This three part series will cover all the basics of Evaluation and Management (E/M) coding and more! In the first part, we will learn what constitutes a problem-oriented E/M service, and how to choose a level of service based on the three key components. In the second course, we will dive deeper into code selection for problem-oriented visits and take a look at time-based E/M services and common modifiers used with E/M services. Finally, in part three we will look at other common E/M services, such as transitional care management, chronic care management, advance care planning, preventive medicine services and non-face-to-face E/M services.

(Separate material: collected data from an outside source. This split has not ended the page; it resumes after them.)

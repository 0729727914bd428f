//! Sparse associative containers that answer every lookup.
//!
//! Absent keys read back as the container's default value and reading never inserts. These
//! back the coefficient matrix, the right-hand side and the variable index map of an equation
//! system.
mod array;
mod matrix;

pub use array::SparseArray;
pub use matrix::SparseMatrix;
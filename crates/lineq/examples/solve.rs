//! Solves the system of equations given on the command line, or read from stdin when no
//! arguments are given.
//!
//!     cargo run --example solve -- "2x + 3y = 8, 3x - y = 1"
//!     x = 1 y = 2
use std::io::Read;

fn main() -> std::io::Result<()> {
    let args: Vec<String> = std::env::args().skip(1).collect();

    let text = if args.is_empty() {
        let mut buf = String::new();
        std::io::stdin().read_to_string(&mut buf)?;
        buf
    } else {
        args.join("\n")
    };

    println!("{}", lineq::solve_equation_text(&text));
    Ok(())
}
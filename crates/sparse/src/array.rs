use std::{
    borrow::Borrow,
    collections::{hash_map, HashMap},
    hash::Hash,
    ops::Add,
};

use num_traits::Zero;
#[cfg(feature = "serde-serialize")]
use serde::{Deserialize, Serialize};

/// A key-value map where every key that was never set reads as `default`.
#[cfg_attr(feature = "serde-serialize", derive(Serialize, Deserialize))]
#[derive(Clone, Debug, PartialEq)]
pub struct SparseArray<K, V>
where
    K: Eq + Hash,
{
    entries: HashMap<K, V>,
    default: V,
}

impl<K, V> SparseArray<K, V>
where
    K: Eq + Hash,
{
    /// Creates an empty array whose absent entries read as `default`.
    pub fn new(default: V) -> Self {
        SparseArray {
            entries: HashMap::new(),
            default,
        }
    }

    /// Returns the stored value for `key`, or the default value if the key is absent.
    pub fn get(&self, key: &K) -> V
    where
        V: Clone,
    {
        self.get_ref(key).clone()
    }

    /// Borrowing version of [`SparseArray::get`].
    pub fn get_ref(&self, key: &K) -> &V {
        self.entries.get(key).unwrap_or(&self.default)
    }

    /// Returns the stored value only if `key` has been set.
    pub fn try_get<Q>(&self, key: &Q) -> Option<&V>
    where
        K: Borrow<Q>,
        Q: Hash + Eq + ?Sized,
    {
        self.entries.get(key)
    }

    /// Inserts or overwrites the value at `key`.
    pub fn set(&mut self, key: K, value: V) {
        self.entries.insert(key, value);
    }

    /// `self[key] = self[key] + value`, where an absent entry starts from the default.
    pub fn add_assign(&mut self, key: K, value: V)
    where
        V: Clone + Add<Output = V>,
    {
        let current = self
            .entries
            .remove(&key)
            .unwrap_or_else(|| self.default.clone());
        self.entries.insert(key, current + value);
    }

    pub fn contains_key<Q>(&self, key: &Q) -> bool
    where
        K: Borrow<Q>,
        Q: Hash + Eq + ?Sized,
    {
        self.entries.contains_key(key)
    }

    /// Removes `key`, returning `true` if it was present.
    pub fn remove(&mut self, key: &K) -> bool {
        self.entries.remove(key).is_some()
    }

    /// Number of explicitly stored entries.
    pub fn count(&self) -> usize {
        self.entries.len()
    }

    pub fn is_empty(&self) -> bool {
        self.entries.is_empty()
    }

    pub fn default_value(&self) -> &V {
        &self.default
    }

    /// Iterates over the stored entries. The order is unspecified but stable as long as the
    /// array is not mutated.
    pub fn iter(&self) -> hash_map::Iter<'_, K, V> {
        self.entries.iter()
    }

    pub fn keys(&self) -> hash_map::Keys<'_, K, V> {
        self.entries.keys()
    }

    /// Drops every stored entry, keeping the default value.
    pub fn clear(&mut self) {
        self.entries.clear();
    }

    /// Replaces the contents of `self` with an independent snapshot of `other`, including its
    /// default value.
    pub fn copy_from(&mut self, other: &SparseArray<K, V>)
    where
        K: Clone,
        V: Clone,
    {
        self.entries.clone_from(&other.entries);
        self.default = other.default.clone();
    }
}

impl<K, V> Default for SparseArray<K, V>
where
    K: Eq + Hash,
    V: Zero,
{
    fn default() -> Self {
        SparseArray::new(V::zero())
    }
}

impl<'a, K, V> IntoIterator for &'a SparseArray<K, V>
where
    K: Eq + Hash,
{
    type Item = (&'a K, &'a V);
    type IntoIter = hash_map::Iter<'a, K, V>;

    fn into_iter(self) -> Self::IntoIter {
        self.iter()
    }
}

#[cfg(test)]
mod tests {
    use super::*;

    #[test]
    fn test_absent_key_reads_default() {
        let array = SparseArray::<usize, f64>::new(-1.5);
        assert_eq!(array.get(&7), -1.5);
        assert!(!array.contains_key(&7));
        assert_eq!(array.count(), 0);
    }

    #[test]
    fn test_set_overwrites() {
        let mut array = SparseArray::<&str, usize>::new(0);
        array.set("x", 1);
        array.set("x", 4);
        assert_eq!(array.get(&"x"), 4);
        assert_eq!(array.count(), 1);
    }

    #[test]
    fn test_add_assign_starts_from_default() {
        let mut array = SparseArray::<usize, f64>::default();
        array.add_assign(3, 2.0);
        array.add_assign(3, 0.5);
        assert_eq!(array.get(&3), 2.5);

        let mut offset = SparseArray::<usize, f64>::new(10.0);
        offset.add_assign(0, 1.0);
        assert_eq!(offset.get(&0), 11.0);
    }

    #[test]
    fn test_remove() {
        let mut array = SparseArray::<usize, f64>::default();
        array.set(1, 3.0);
        assert!(array.remove(&1));
        assert!(!array.remove(&1));
        assert_eq!(array.get(&1), 0.0);
        assert!(array.is_empty());
    }

    #[test]
    fn test_copy_from_is_independent() {
        let mut source = SparseArray::<String, usize>::new(99);
        source.set("a".to_string(), 0);
        source.set("b".to_string(), 1);

        let mut copy = SparseArray::<String, usize>::new(0);
        copy.set("stale".to_string(), 5);
        copy.copy_from(&source);

        source.set("a".to_string(), 42);
        source.remove(&"b".to_string());

        assert_eq!(copy.get(&"a".to_string()), 0);
        assert_eq!(copy.get(&"b".to_string()), 1);
        assert!(!copy.contains_key("stale"));
        assert_eq!(copy.try_get("a"), Some(&0));
        assert_eq!(*copy.default_value(), 99);
    }

    #[test]
    fn test_iteration_covers_stored_entries() {
        let mut array = SparseArray::<usize, i32>::default();
        for i in 0..5 {
            array.set(i, (i * i) as i32);
        }
        let mut seen: Vec<_> = array.iter().map(|(&k, &v)| (k, v)).collect();
        seen.sort_unstable();
        assert_eq!(seen, vec![(0, 0), (1, 1), (2, 4), (3, 9), (4, 16)]);
    }
}
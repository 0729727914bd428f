//! Solves systems of linear equations given as free-form text, e.g. `2x + 3y = 8, 3x - y = 1`.
//!
//! The text is split into lines, each line is fed to an [`EquationParser`] session that builds
//! the coefficient matrix, and the resulting square system is solved with the refined Crout LU
//! solver from the `linear` crate. Every call owns its own parser session and system, so calls
//! are independent of each other.
use std::cmp::Ordering;

use linear::{Crout, LSolver, RefinementConfig};
use log::debug;
use parser::{EquationParser, EquationSystem, ParserConfig};

mod error;
mod solution;

pub use error::Error;
pub use solution::Solution;

/// Options for a single solve.
#[derive(Clone, Copy, Debug, Default, PartialEq)]
pub struct SolveOptions {
    pub parser: ParserConfig,
    pub refinement: RefinementConfig,
}

/// Splits input text into equation lines.
///
/// Lines are separated by `\r\n`, `\r`, `\n`, the two characters `\` `n`, or a comma. Empty
/// pieces are kept.
pub fn split_lines(text: &str) -> Vec<&str> {
    let bytes = text.as_bytes();
    let mut lines = Vec::new();
    let mut start = 0;
    let mut i = 0;

    while i < bytes.len() {
        let separator_len = match bytes[i] {
            b'\r' if bytes.get(i + 1) == Some(&b'\n') => 2,
            b'\\' if bytes.get(i + 1) == Some(&b'n') => 2,
            b'\r' | b'\n' | b',' => 1,
            _ => 0,
        };

        if separator_len == 0 {
            i += 1;
        } else {
            lines.push(&text[start..i]);
            i += separator_len;
            start = i;
        }
    }
    lines.push(&text[start..]);

    lines
}

/// Parses all of `text` into a fresh [`EquationSystem`].
pub fn parse_text(text: &str, config: ParserConfig) -> Result<EquationSystem, Error> {
    let mut system = EquationSystem::new();
    let mut parser = EquationParser::with_config(config);

    for line in split_lines(text) {
        parser.parse(line, &mut system)?;
    }
    parser.finish()?;

    Ok(system)
}

/// Solves the system in `text` with default options.
pub fn solve_text(text: &str) -> Result<Solution, Error> {
    solve_text_with(text, &SolveOptions::default())
}

pub fn solve_text_with(text: &str, options: &SolveOptions) -> Result<Solution, Error> {
    let system = parse_text(text, options.parser)?;

    let equations = system.equation_count;
    let variables = system.variable_count();
    debug!("parsed {} equations in {} variables", equations, variables);

    match equations.cmp(&variables) {
        Ordering::Less => return Err(Error::TooFewEquations { equations, variables }),
        Ordering::Greater => return Err(Error::TooManyEquations { equations, variables }),
        Ordering::Equal => {}
    }

    let mut solver = Crout::new(options.refinement);
    solver.setup(equations, &system.matrix)?;
    let x = solver.solve(&system.matrix, &system.rhs)?;
    debug!(
        "solved after {} refinement iterations, final ratio {:e}",
        solver.num_iters(),
        solver.res_norm()
    );

    Ok(system
        .variable_names()
        .into_iter()
        .enumerate()
        .map(|(index, name)| (name.to_owned(), x.get(&index)))
        .collect())
}

/// Solves the system in `text` and renders the outcome.
///
/// Never fails: the result is either the solution, as in `x = 1 y = 2`, or a diagnostic message.
pub fn solve_equation_text(text: &str) -> String {
    match solve_text(text) {
        Ok(solution) => solution.to_string(),
        Err(err) => {
            debug!("could not solve input: {:?}", err);
            err.to_string()
        }
    }
}
use std::fmt;

/// Solved variable values in the order the variables first appeared in the input.
#[derive(Clone, Debug, Default, PartialEq)]
pub struct Solution {
    values: Vec<(String, f64)>,
}

impl Solution {
    /// The value of variable `name`, if it was part of the system.
    pub fn get(&self, name: &str) -> Option<f64> {
        self.values
            .iter()
            .find(|(n, _)| n == name)
            .map(|&(_, value)| value)
    }

    pub fn iter(&self) -> impl Iterator<Item = (&str, f64)> + '_ {
        self.values.iter().map(|(name, value)| (name.as_str(), *value))
    }

    pub fn len(&self) -> usize {
        self.values.len()
    }

    pub fn is_empty(&self) -> bool {
        self.values.is_empty()
    }
}

impl FromIterator<(String, f64)> for Solution {
    fn from_iter<I: IntoIterator<Item = (String, f64)>>(iter: I) -> Self {
        Solution {
            values: iter.into_iter().collect(),
        }
    }
}

/// Renders `name = value` pairs separated by spaces, e.g. `x = 1 y = 2.5`.
impl fmt::Display for Solution {
    fn fmt(&self, f: &mut fmt::Formatter<'_>) -> fmt::Result {
        for (i, (name, value)) in self.iter().enumerate() {
            if i > 0 {
                f.write_str(" ")?;
            }
            write!(f, "{name} = {value}")?;
        }
        Ok(())
    }
}
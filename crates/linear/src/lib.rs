mod crout;
mod traits;

pub use crout::{solve, Crout, RefinementConfig};
pub use traits::LSolver;

use thiserror::Error;

#[derive(Debug, Error, PartialEq)]
pub enum Error {
    /// Every coefficient in a row is zero (or below the pivot tolerance).
    #[error("The matrix is singular: row {row} has no non-zero coefficient")]
    Singular { row: usize },

    #[error("The matrix is ill conditioned: {cause}")]
    IllConditioned { cause: Conditioning },
}

/// Why a system was classified as ill conditioned.
#[derive(Debug, Error, PartialEq)]
pub enum Conditioning {
    /// The largest scaled pivot candidate in this column was zero during the LU factorization.
    #[error("zero pivot in column {col}")]
    ZeroPivot { col: usize },

    /// The first refinement correction was larger than half of the solution norm, so the
    /// factorization cannot be trusted.
    #[error("the first correction is too large relative to the solution")]
    InaccurateDecomposition,

    /// Iterative refinement did not reach the convergence ratio.
    #[error("no convergence after {iterations} refinement iterations")]
    NoConvergence { iterations: usize },
}
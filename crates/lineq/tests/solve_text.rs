//! End to end checks of text in, solution or diagnostic out.

use approx::assert_relative_eq;
use lineq::{parse_text, solve_equation_text, solve_text, solve_text_with, Error, SolveOptions};
use parser::{ParseStatus, ParserConfig};

#[test]
fn two_by_two() {
    assert_eq!(solve_equation_text("2x+3y=8,3x-y=1"), "x = 1 y = 2");
}

#[test]
fn single_variable() {
    assert_eq!(solve_equation_text("x=5"), "x = 5");
    assert_eq!(solve_equation_text("  -2 = 4q  "), "q = -0.5");
}

#[test]
fn separators() {
    let expect = "x = 1 y = 2";
    assert_eq!(solve_equation_text("2x + 3y = 8\r\n3x - y = 1"), expect);
    assert_eq!(solve_equation_text("2x + 3y = 8\r3x - y = 1"), expect);
    assert_eq!(solve_equation_text("2x + 3y = 8\n\n3x - y = 1\n"), expect);
    assert_eq!(solve_equation_text(r"2x + 3y = 8\n3x - y = 1"), expect);
}

#[test]
fn first_seen_order() {
    let solution = solve_text("b - a = 1, a + b + c = 6, 2c = a + 5").unwrap();
    let names: Vec<_> = solution.iter().map(|(name, _)| name).collect();
    assert_eq!(names, vec!["b", "a", "c"]);
    assert_relative_eq!(solution.get("a").unwrap(), 1.0, max_relative = 1e-12);
    assert_relative_eq!(solution.get("b").unwrap(), 2.0, max_relative = 1e-12);
    assert_relative_eq!(solution.get("c").unwrap(), 3.0, max_relative = 1e-12);
}

#[test]
fn equation_split_over_lines() {
    assert_eq!(solve_equation_text("x +\ny = 3\nx - y =\n1"), "x = 2 y = 1");
}

#[test]
fn solution_satisfies_equations() {
    let text = "0.5a + 1.25b - 3c + d = 2
        a - 5^-1 c = -4
        7a + 2^1b = d - 1
        a + b + c + d = 10";
    let system = parse_text(text, ParserConfig::default()).unwrap();
    let solution = solve_text(text).unwrap();

    let x: Vec<f64> = solution.iter().map(|(_, value)| value).collect();
    let norm_x = x.iter().fold(0.0f64, |acc, v| acc.max(v.abs()));

    for i in 0..system.equation_count {
        let lhs: f64 = (0..x.len()).map(|j| system.matrix.get(i, j) * x[j]).sum();
        assert!(
            (lhs - system.rhs.get(&i)).abs() <= 1e-12 * norm_x,
            "equation {} has residual {}",
            i,
            lhs - system.rhs.get(&i)
        );
    }
}

#[test]
fn balance_errors() {
    assert_eq!(
        solve_equation_text("x+y=1"),
        "Only 1 equations is too few equations for 2 variables"
    );
    assert_eq!(
        solve_equation_text("x=1,x=2,x=3"),
        "3 equations is too many equations for only 1 variables"
    );
    assert_eq!(
        solve_text("x=1,2x=2"),
        Err(Error::TooManyEquations {
            equations: 2,
            variables: 1
        })
    );
}

#[test]
fn solver_errors() {
    assert_eq!(
        solve_equation_text("x + y = 1, 0x + 0y = 0"),
        "Error - the system of equations is singular."
    );
    assert_eq!(
        solve_text("x + y = 1, 0x + 0y = 0"),
        Err(Error::Singular { row: 1 })
    );
    assert_eq!(
        solve_equation_text("x + y = 1, 2x + 2y = 2"),
        "Error - the system of equations is ill conditioned."
    );
}

#[test]
fn parse_errors() {
    assert_eq!(
        solve_equation_text("x + y"),
        "There is no equal sign in the equation."
    );
    assert_eq!(
        solve_equation_text("x = y = 1"),
        "There are multiple equal signs in the equation."
    );
    assert_eq!(
        solve_equation_text("123456789012345678901x = 1"),
        "A number contains more than 20 digits."
    );
    assert_eq!(
        solve_equation_text("x = 1, 3 = 4"),
        "There is no variable in the equation."
    );
    assert_eq!(
        solve_equation_text("x ="),
        "There is no term after the equal sign in the equation."
    );
    assert_eq!(
        solve_text("x = 1\ny = 2^"),
        Err(Error::Parse {
            status: ParseStatus::ErrorMissingExponent,
            position: 6
        })
    );
}

#[test]
fn exponent_coefficient() {
    let system = parse_text("2^3x = 4000", ParserConfig::default()).unwrap();
    assert_eq!(system.matrix.get(0, 0), 2000.0);
    assert_eq!(solve_equation_text("2^3x = 4000"), "x = 2");
}

#[test]
fn blank_input() {
    assert_eq!(solve_equation_text(""), "");
    assert_eq!(solve_equation_text(" \n , \r\n"), "");
}

#[test]
fn custom_options() {
    let options = SolveOptions {
        parser: ParserConfig {
            max_number_length: 2,
            ..Default::default()
        },
        ..Default::default()
    };
    assert!(solve_text_with("10x = 20", &options).is_ok());
    assert_eq!(
        solve_text_with("100x = 200", &options),
        Err(Error::Parse {
            status: ParseStatus::ErrorTooManyDigits,
            position: 2
        })
    );
}
use std::fmt;

#[cfg(feature = "serde-serialize")]
use serde::{Deserialize, Serialize};

#[cfg_attr(feature = "serde-serialize", derive(Serialize, Deserialize))]
#[derive(Clone, Copy, Debug, PartialEq, Eq, Hash)]
pub enum ParseStatus {
    Success,
    /// The input held no equation at all (e.g. a blank line).
    SuccessNoEquation,
    ErrorIllegalEquation,
    ErrorNoEqualSign,
    ErrorMultipleEqualSigns,
    ErrorNoTermBeforeEqualSign,
    ErrorNoTermAfterEqualSign,
    /// Neither a number nor a variable where a term was expected.
    ErrorNoTermEncountered,
    ErrorNoVariableInEquation,
    ErrorMultipleDecimalPoints,
    /// A numeric literal longer than the configured maximum.
    ErrorTooManyDigits,
    /// A `^` not followed by any exponent digits.
    ErrorMissingExponent,
    /// An exponent that is too long or is not an integer.
    ErrorIllegalExponent,
}

impl ParseStatus {
    pub fn is_success(&self) -> bool {
        matches!(self, ParseStatus::Success | ParseStatus::SuccessNoEquation)
    }

    pub fn is_error(&self) -> bool {
        !self.is_success()
    }

    /// Human readable description of the status.
    pub fn description(&self) -> &'static str {
        match self {
            ParseStatus::Success | ParseStatus::SuccessNoEquation => {
                "The equation was parsed successfully."
            }
            ParseStatus::ErrorIllegalEquation => "The equation syntax is illegal.",
            ParseStatus::ErrorNoEqualSign => "There is no equal sign in the equation.",
            ParseStatus::ErrorMultipleEqualSigns => {
                "There are multiple equal signs in the equation."
            }
            ParseStatus::ErrorNoTermBeforeEqualSign => {
                "There is no term before the equal sign in the equation."
            }
            ParseStatus::ErrorNoTermAfterEqualSign => {
                "There is no term after the equal sign in the equation."
            }
            ParseStatus::ErrorNoTermEncountered => "A number or a variable was expected.",
            ParseStatus::ErrorNoVariableInEquation => "There is no variable in the equation.",
            ParseStatus::ErrorMultipleDecimalPoints => {
                "A number contains more than one decimal point."
            }
            ParseStatus::ErrorTooManyDigits => "A number contains more than 20 digits.",
            ParseStatus::ErrorMissingExponent => {
                "A number contains the '^' character and is missing an exponent."
            }
            ParseStatus::ErrorIllegalExponent => "A number contains an illegal exponent.",
        }
    }
}

impl fmt::Display for ParseStatus {
    fn fmt(&self, f: &mut fmt::Formatter<'_>) -> fmt::Result {
        f.write_str(self.description())
    }
}

#[cfg(test)]
mod tests {
    use super::*;

    #[test]
    fn test_success_variants() {
        assert!(ParseStatus::Success.is_success());
        assert!(ParseStatus::SuccessNoEquation.is_success());
        assert!(ParseStatus::ErrorNoEqualSign.is_error());
        assert_eq!(
            ParseStatus::SuccessNoEquation.description(),
            ParseStatus::Success.description()
        );
    }

    #[test]
    fn test_display_is_description() {
        assert_eq!(
            ParseStatus::ErrorMultipleEqualSigns.to_string(),
            "There are multiple equal signs in the equation."
        );
        assert_eq!(
            ParseStatus::ErrorMissingExponent.to_string(),
            "A number contains the '^' character and is missing an exponent."
        );
    }
}
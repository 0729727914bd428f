use parser::{ParseError, ParseStatus};
use thiserror::Error;

/// Everything that can stop a text system from being solved. The `Display` text is the message
/// reported to the user.
#[derive(Debug, Error, PartialEq)]
pub enum Error {
    #[error("{status}")]
    Parse { status: ParseStatus, position: usize },

    #[error("Only {equations} equations is too few equations for {variables} variables")]
    TooFewEquations { equations: usize, variables: usize },

    #[error("{equations} equations is too many equations for only {variables} variables")]
    TooManyEquations { equations: usize, variables: usize },

    #[error("Error - the system of equations is singular.")]
    Singular { row: usize },

    #[error("Error - the system of equations is ill conditioned.")]
    IllConditioned { cause: linear::Conditioning },
}

impl From<ParseError> for Error {
    fn from(err: ParseError) -> Self {
        Error::Parse {
            status: err.status,
            position: err.position,
        }
    }
}

impl From<linear::Error> for Error {
    fn from(err: linear::Error) -> Self {
        match err {
            linear::Error::Singular { row } => Error::Singular { row },
            linear::Error::IllConditioned { cause } => Error::IllConditioned { cause },
        }
    }
}
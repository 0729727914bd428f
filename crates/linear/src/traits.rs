use nalgebra::Scalar;
use num_traits::Zero;
use sparse::{SparseArray, SparseMatrix};

use crate::Error;

pub trait LSolver<T>
where
    T: Scalar + Zero,
{
    /// Performs any linear solver setup needed for the leading `n` by `n` block of `mat_a`, e.g.
    /// the LU factorization for a direct solver. `mat_a` itself is left untouched.
    fn setup(&mut self, n: usize, mat_a: &SparseMatrix<usize, usize, T>) -> Result<(), Error>;

    /// solves a linear system Ax = b.
    ///
    /// ## Arguments
    /// * `mat_a` the original (unfactored) matrix A, the same one passed to `setup`.
    /// * `b` the linear system right-hand side.
    ///
    /// ## Notes
    /// The returned vector holds an entry for every index in `0..n`, including zeros.
    fn solve(
        &mut self,
        mat_a: &SparseMatrix<usize, usize, T>,
        b: &SparseArray<usize, T>,
    ) -> Result<SparseArray<usize, T>, Error>;

    /// should return the number of linear iterations performed in the last ‘solve’ call.
    fn num_iters(&self) -> usize {
        0
    }

    /// should return the final residual norm from the last ‘solve’ call.
    fn res_norm(&self) -> T {
        T::zero()
    }
}
use std::{collections::hash_map, hash::Hash, ops::Add};

use num_traits::Zero;
#[cfg(feature = "serde-serialize")]
use serde::{Deserialize, Serialize};

use crate::SparseArray;

/// A two dimensional [`SparseArray`] addressed by `(row, col)`.
///
/// Cells are keyed by the tuple itself, so equality and hashing are component-wise.
#[cfg_attr(feature = "serde-serialize", derive(Serialize, Deserialize))]
#[derive(Clone, Debug, PartialEq)]
pub struct SparseMatrix<K0, K1, V>
where
    K0: Eq + Hash,
    K1: Eq + Hash,
{
    cells: SparseArray<(K0, K1), V>,
}

impl<K0, K1, V> SparseMatrix<K0, K1, V>
where
    K0: Eq + Hash,
    K1: Eq + Hash,
{
    pub fn new(default: V) -> Self {
        SparseMatrix {
            cells: SparseArray::new(default),
        }
    }

    /// Returns the value at `(row, col)`, or the default value if the cell was never set.
    pub fn get(&self, row: K0, col: K1) -> V
    where
        V: Clone,
    {
        self.cells.get(&(row, col))
    }

    pub fn set(&mut self, row: K0, col: K1, value: V) {
        self.cells.set((row, col), value);
    }

    /// `self[row, col] = self[row, col] + value`.
    pub fn add_assign(&mut self, row: K0, col: K1, value: V)
    where
        V: Clone + Add<Output = V>,
    {
        self.cells.add_assign((row, col), value);
    }

    pub fn contains(&self, row: K0, col: K1) -> bool {
        self.cells.contains_key(&(row, col))
    }

    /// Removes the cell at `(row, col)`, returning `true` if it was present.
    pub fn remove(&mut self, row: K0, col: K1) -> bool {
        self.cells.remove(&(row, col))
    }

    pub fn count(&self) -> usize {
        self.cells.count()
    }

    pub fn is_empty(&self) -> bool {
        self.cells.is_empty()
    }

    pub fn default_value(&self) -> &V {
        self.cells.default_value()
    }

    pub fn iter(&self) -> hash_map::Iter<'_, (K0, K1), V> {
        self.cells.iter()
    }

    pub fn clear(&mut self) {
        self.cells.clear();
    }

    /// Replaces the contents of `self` with an independent snapshot of `other`.
    pub fn copy_from(&mut self, other: &SparseMatrix<K0, K1, V>)
    where
        K0: Clone,
        K1: Clone,
        V: Clone,
    {
        self.cells.copy_from(&other.cells);
    }
}

impl<K0, K1, V> Default for SparseMatrix<K0, K1, V>
where
    K0: Eq + Hash,
    K1: Eq + Hash,
    V: Zero,
{
    fn default() -> Self {
        SparseMatrix::new(V::zero())
    }
}

impl<'a, K0, K1, V> IntoIterator for &'a SparseMatrix<K0, K1, V>
where
    K0: Eq + Hash,
    K1: Eq + Hash,
{
    type Item = (&'a (K0, K1), &'a V);
    type IntoIter = hash_map::Iter<'a, (K0, K1), V>;

    fn into_iter(self) -> Self::IntoIter {
        self.iter()
    }
}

These courses cover E/M coding according to the 1995 and 1997 documentation guidelines. If you are looking for E/M coding education based on the 2021 Office and Other Outpatient Services guidelines, be sure to check out this course: CPT Evaluation and Management (E/M) 2021 Office and Other Outpatient Services
** The price of this product includes an AMA Royalty Fee
Part 1: E/M Basics
- Distinguish new vs. established patients for outpatient office visits
- Define the three key components of E/M services
- Determine level of service with the use of an E/M coding tool
Part 2: E/M Beyond the Basics
- Identify time-based E/M services such as prolonged services and critical care and per day codes
- Select appropriate situations to use office or other outpatient services
- Assess when to use codes for patients admitted and discharged on the same date of service
- Choose the correct discharge day management code based on documentation
- Apply modifiers with E/M codes, including modifiers 24, 25, and 57
Part 3: E/M Care Management Services
- Apply chronic care and transitional care management codes
- Differentiate between preventive medicine services and Medicare wellness visits
- Decide when to use non-face-to-face E/M codes based on services provided
This program has been approved for 3 continuing education units for use in fulfilling the continued education requirements of the American Health Information Management Association (AHIMA). Granting prior approval from AHIMA does not constitute endorsement of the program content or its program sponsor.
This program has the prior approval of the American Academy for Professional Coders (AAPC) for 3 continuing education hours. Granting of prior approval in no way constitutes endorsement by AAPC of the program content or the program sponsor.